DIRECTIONS FOR THIS TASK:
Going through the data below, tally every line where the string "evaluation" occurs, then give only the tally.

AVAILABLE RECORDS Start Marker

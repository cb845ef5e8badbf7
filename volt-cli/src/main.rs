use std::{env, fs, process::ExitCode};

use volt::StdIo;

fn main() -> ExitCode {
    let args: Vec<String> = env::args().collect();
    let Some(file_path) = args.get(1) else {
        eprintln!("usage: volt <script.volt>");
        return ExitCode::FAILURE;
    };

    let source = match read_file(file_path) {
        Ok(source) => source,
        Err(err) => {
            eprintln!("error: {err}");
            return ExitCode::FAILURE;
        }
    };

    let mut sink = StdIo;
    let mut input = StdIo;
    match volt::run_source(&source, &mut sink, &mut input, None) {
        Ok(_) => ExitCode::SUCCESS,
        Err(message) => {
            eprintln!("{message}");
            ExitCode::FAILURE
        }
    }
}

fn read_file(file_path: &str) -> Result<String, String> {
    fs::read_to_string(file_path).map_err(|err| format!("reading {file_path}: {err}"))
}
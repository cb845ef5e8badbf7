//! Runtime error kinds and the internal unwind-signal control-flow type.
//!
//! Grounded directly on the teacher's `exception_private.rs`: a `strum`-derived
//! kind enum plus a single result-channel sum type, rather than a grab-bag
//! `anyhow`-style error. Here the "result channel" also carries `return`,
//! `break`, and `continue` so every evaluation routine has exactly one
//! non-`Ok` path to worry about (spec 9: "a sum type with variants `Return`,
//! `Break`, `Continue`, `Throw`").

use std::fmt;

use strum::{Display, EnumString};

use crate::value::Value;

/// The eight runtime-throwable error kinds (`SyntaxError` is its own
/// [`crate::ParseError`] type and never reaches this enum).
#[derive(Debug, Clone, Copy, PartialEq, Eq, Display, EnumString)]
pub enum ExcType {
    NameError,
    TypeError,
    ArityError,
    IndexError,
    DivisionError,
    ValueError,
    UserError,
    IOError,
}

/// A builtin-raised runtime error: a kind plus a message. Converts into a
/// thrown string value (`"Kind: message"`) when it enters the language's
/// `throw`/`catch` channel.
#[derive(Debug, Clone)]
pub struct RuntimeError {
    pub kind: ExcType,
    pub message: String,
}

impl RuntimeError {
    pub fn new(kind: ExcType, message: impl Into<String>) -> Self {
        Self { kind, message: message.into() }
    }

    #[must_use]
    pub fn into_value(self) -> Value {
        Value::string(format!("{}: {}", self.kind, self.message))
    }
}

impl fmt::Display for RuntimeError {
    fn fmt(&self, f: &mut fmt::Formatter<'_>) -> fmt::Result {
        write!(f, "{}: {}", self.kind, self.message)
    }
}

/// The interpreter's single non-`Ok` result channel: normal evaluation
/// returns `Ok`, every other control-flow exit (or error) unwinds as one of
/// these signal variants until something handles it.
#[derive(Debug, Clone)]
pub enum Signal {
    Return(Value),
    Break,
    Continue,
    Throw(Value),
}

impl Signal {
    pub fn throw(err: RuntimeError) -> Self {
        Signal::Throw(err.into_value())
    }
}

impl From<RuntimeError> for Signal {
    fn from(err: RuntimeError) -> Self {
        Signal::throw(err)
    }
}

pub type EvalResult<T> = Result<T, Signal>;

AVAILABLE RECORDS End Marker

COMPLETED TASK:
2